24 September 2019

Thomas Cook

Image result for mr thomas cook

I have watched the demise of the Thomas Cook travel company with great sadness. Not just because it is one of our old traditions emanating from 1841, when Thomas Cook set up his very first travel business, but because I have a very special association with it. It was my very first employer.

In the summer of 1973, having left university with a degree in German, I knew what I did NOT want to do. My love of German had been purely to learn more about the great writers, the country and discover my roots. I knew I didn't want to be a teacher, an interpreter or a translator, but beyond that I didn't really have a clue what I wanted to do. Around that time, my parents had booked a holiday with Thomas Cook and suddenly the penny dropped that maybe I could utilise my  knowledge of German in that great company. I wrote to Head Office, got an interview and was assured my knowledge of German and French would come in very handy. In my head, I assumed I would travel and arrange hotel contracts or sample a resort and do feedback. I couldn't wait.  I started working for them in September 1973.

At that time, the Head Office was situated in Berkeley Street, just off Piccadilly. (It relocated several years later to modern offices in Peterborough.) When I turned up on my first morning at the great portals, I felt I had arrived. The offices took up the entire block and looked like a grand hotel. Once off the street and through the grand doors, you entered a massive shop almost akin to an old-fashioned bank with wooden counters and desks dotted about with travel advisers sitting in them. At the front entrance was a reception desk manned by several women in Thomas Cook uniform, not unlike air hostesses, welcoming customers in and directing them to the appropriate travel desks - be it Far Eastern Travel, cruising, the Americas, or UK. Upstairs were further departments dealing with postal bookings coming in from Thomas Cook offices all over the world. 

I quickly discovered that my job was not as exotic as I had hoped. I was found a uniform and became one of the receptionists. My use of German and French was non-existent. The majority of customers were from the USA, Australia or Japan. They had booked in their respective countries through Thomas Cook to go on UK or European coach tours. These bookings had been telexed (remember telexes?) through to Head Office and clerks had files on these customers waiting for them to come in and collect their coach tickets once in the UK. My job was to tell the client to take a seat and then I would look up in a manual card index system which booking clerk had the details on that particular client. I would call the clerk to the reception desk and introduce them to the client. Something a trained monkey could do and not something requiring a university degree!  We were treated by the booking clerks as brainless, even though I did manage to learn a bit of Japanese to welcome the Japanese clients and tell them to take a seat. Our lowly position was not helped by the Head receptionist, a woman in her forties, who was obviously going through a bad patch in her marriage. She used to disappear every lunchtime at midday with one of the seedy departmental managers and retire to the adjacent Mayfair Hotel for a 3-hour "lunch". She would always roll back extremely dischevelled with a twinkle in her eye and her uniform the worse for wear. I never did discover why it took the hotel so long to serve her lunch.

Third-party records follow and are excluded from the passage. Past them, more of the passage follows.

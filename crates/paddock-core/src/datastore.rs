use std::fs;
use std::io::Write;
use std::path::{Path, PathBuf};

use anyhow::{Context, anyhow};
use serde::Serialize;
use serde::de::DeserializeOwned;
use tempfile::NamedTempFile;
use tracing::{debug, info};

use crate::service::{AnimalApi, TaskApi};
use crate::task::{Animal, Task};

/// Local stand-in for the animal and task services: `animals.json` holds every
/// animal, `tasks/<animal_id>.json` holds each animal's tasks.
#[derive(Debug)]
pub struct DataStore {
    pub data_dir: PathBuf,
    pub animals_path: PathBuf,
    pub tasks_dir: PathBuf,
}

impl DataStore {
    #[tracing::instrument(skip(data_dir))]
    pub fn open(data_dir: &Path) -> anyhow::Result<Self> {
        let data_dir = data_dir.to_path_buf();
        let tasks_dir = data_dir.join("tasks");
        fs::create_dir_all(&tasks_dir)
            .with_context(|| format!("failed to create {}", tasks_dir.display()))?;

        let animals_path = data_dir.join("animals.json");
        if !animals_path.exists() {
            fs::write(&animals_path, "[]\n")?;
        }

        info!(
            data_dir = %data_dir.display(),
            animals = %animals_path.display(),
            tasks = %tasks_dir.display(),
            "opened datastore"
        );

        Ok(Self {
            data_dir,
            animals_path,
            tasks_dir,
        })
    }

    #[tracing::instrument(skip(self))]
    pub fn load_animals(&self) -> anyhow::Result<Vec<Animal>> {
        load_json(&self.animals_path).context("failed to load animals.json")
    }

    #[tracing::instrument(skip(self, animals))]
    pub fn save_animals(&self, animals: &[Animal]) -> anyhow::Result<()> {
        save_json_atomic(&self.animals_path, animals).context("failed to save animals.json")
    }

    #[tracing::instrument(skip(self))]
    pub fn load_tasks(&self, animal_id: &str) -> anyhow::Result<Vec<Task>> {
        let path = self.tasks_path(animal_id)?;
        if !path.exists() {
            debug!(path = %path.display(), "no task file, treating as empty");
            return Ok(vec![]);
        }
        load_json(&path).with_context(|| format!("failed to load tasks for animal {animal_id}"))
    }

    #[tracing::instrument(skip(self, tasks))]
    pub fn save_tasks(&self, animal_id: &str, tasks: &[Task]) -> anyhow::Result<()> {
        let path = self.tasks_path(animal_id)?;
        save_json_atomic(&path, tasks)
            .with_context(|| format!("failed to save tasks for animal {animal_id}"))
    }

    #[tracing::instrument(skip(self))]
    pub fn find_animal(&self, animal_id: &str) -> anyhow::Result<Animal> {
        self.load_animals()?
            .into_iter()
            .find(|animal| animal.animal_id == animal_id)
            .ok_or_else(|| anyhow!("animal not found: {animal_id}"))
    }

    #[tracing::instrument(skip(self))]
    pub fn remove_task(&self, animal_id: &str, task_id: &str) -> anyhow::Result<Task> {
        let mut tasks = self.load_tasks(animal_id)?;
        let index = tasks
            .iter()
            .position(|task| task.task_id == task_id)
            .ok_or_else(|| anyhow!("task not found: {task_id}"))?;
        let removed = tasks.remove(index);
        self.save_tasks(animal_id, &tasks)?;
        info!(remaining = tasks.len(), "removed task");
        Ok(removed)
    }

    fn tasks_path(&self, animal_id: &str) -> anyhow::Result<PathBuf> {
        let valid = !animal_id.is_empty()
            && animal_id
                .chars()
                .all(|c| c.is_ascii_alphanumeric() || c == '-' || c == '_');
        if !valid {
            return Err(anyhow!("invalid animal id: {animal_id:?}"));
        }
        Ok(self.tasks_dir.join(format!("{animal_id}.json")))
    }
}

impl AnimalApi for DataStore {
    async fn fetch_animal(&self, animal_id: &str) -> anyhow::Result<Animal> {
        self.find_animal(animal_id)
    }
}

impl TaskApi for DataStore {
    async fn fetch_tasks(&self, animal_id: &str) -> anyhow::Result<Vec<Task>> {
        self.load_tasks(animal_id)
    }

    async fn delete_task(&self, animal_id: &str, task_id: &str) -> anyhow::Result<()> {
        self.remove_task(animal_id, task_id).map(|_| ())
    }
}

fn load_json<T: DeserializeOwned>(path: &Path) -> anyhow::Result<Vec<T>> {
    let text =
        fs::read_to_string(path).with_context(|| format!("failed to read {}", path.display()))?;
    if text.trim().is_empty() {
        return Ok(vec![]);
    }
    serde_json::from_str(&text).with_context(|| format!("invalid JSON in {}", path.display()))
}

fn save_json_atomic<T: Serialize>(path: &Path, items: &[T]) -> anyhow::Result<()> {
    let parent = path
        .parent()
        .ok_or_else(|| anyhow!("path has no parent: {}", path.display()))?;

    let mut tmp = NamedTempFile::new_in(parent)
        .with_context(|| format!("failed to create temp file in {}", parent.display()))?;

    serde_json::to_writer_pretty(&mut tmp, items)?;
    writeln!(tmp)?;
    tmp.flush()?;
    tmp.persist(path)
        .map_err(|e| anyhow!("failed to persist {}: {}", path.display(), e))?;

    Ok(())
}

After ten months, I could stand no more as we were little more than eye candy, so quit and got a job with the Civil Service. However, I have always had a great affection for Thomas Cook, being my first employer, so feel great sadness that it is no more. 

02 September 2019

Three Score Years and Ten

I was down in Brighton at the weekend, celebrating my friend's 70th birthday. We had a ball partying non-stop from 7pm till well past midnight in a quirky venue with a jazz quartet, an Indian renowned chef cooking a two-course dinner and a DJ playing music to which we danced until we could dance no more. Well over fifty people (probably more like eighty) were there in a tiny cramped space, including a large contingent from Paris, who had come over specially for the day, as my friend studied French back in the day. The wine and goodwill flowed. We even stood to attention and sang La Marseillaise. It was a great evening, followed the next day by a wonderful fish lunch in a seafront restaurant. The French were at that too, ordering plate-fulls of mussels and langoustines. Here I am at the party. My 70th is in 15 months' time. I'm going to have to start planning to match that.